■ Problem
Check each line of the listing below for the string "fingerprint", and copy the ones that have it.

■ Given data
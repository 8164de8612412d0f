use crate::{BoardState, Effect, Msg};

/// Pure update function: applies a message to state and returns any effects.
pub fn update(mut state: BoardState, msg: Msg) -> (BoardState, Vec<Effect>) {
    let effects = match msg {
        Msg::Mounted | Msg::ExternalRefresh => vec![state.dispatch_fetch()],
        Msg::TabSelected(status) => {
            state.set_filter(status);
            vec![state.dispatch_fetch()]
        }
        Msg::SortMenuOpened => {
            state.set_sort_menu(true);
            Vec::new()
        }
        Msg::SortMenuClosed => {
            state.set_sort_menu(false);
            Vec::new()
        }
        Msg::SortChosen(sort) => {
            state.set_sort_menu(false);
            state.set_sort(sort);
            vec![state.dispatch_fetch()]
        }
        Msg::SearchInput { text, now } => {
            state.type_search(text, now);
            Vec::new()
        }
        Msg::SearchSubmitted => {
            let expr = state.submit_search();
            state.apply_search(expr)
        }
        Msg::Tick { now } => match state.poll_search(now) {
            Some(expr) => state.apply_search(expr),
            None => Vec::new(),
        },
        Msg::LoadMoreClicked => {
            if state.load_more_allowed() {
                state.next_page();
                vec![state.dispatch_fetch()]
            } else {
                Vec::new()
            }
        }
        Msg::ItemClicked { id } => vec![Effect::NavigateToDetail {
            kind: state.config().detail_kind.clone(),
            id,
        }],
        Msg::PageLoaded { fingerprint, page } => {
            state.apply_page(fingerprint, page);
            Vec::new()
        }
        Msg::FetchFailed { fingerprint } => {
            state.apply_failure(fingerprint);
            Vec::new()
        }
        Msg::ItemInserted(item) => {
            state.insert_item(item);
            Vec::new()
        }
        Msg::ItemRemoved { id } => {
            state.remove_item(&id);
            Vec::new()
        }
    };

    (state, effects)
}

■ Answer space
        Msg::PageLoaded { fingerprint, page } => {
            state.apply_page(fingerprint, page);
        Msg::FetchFailed { fingerprint } => {
            state.apply_failure(fingerprint);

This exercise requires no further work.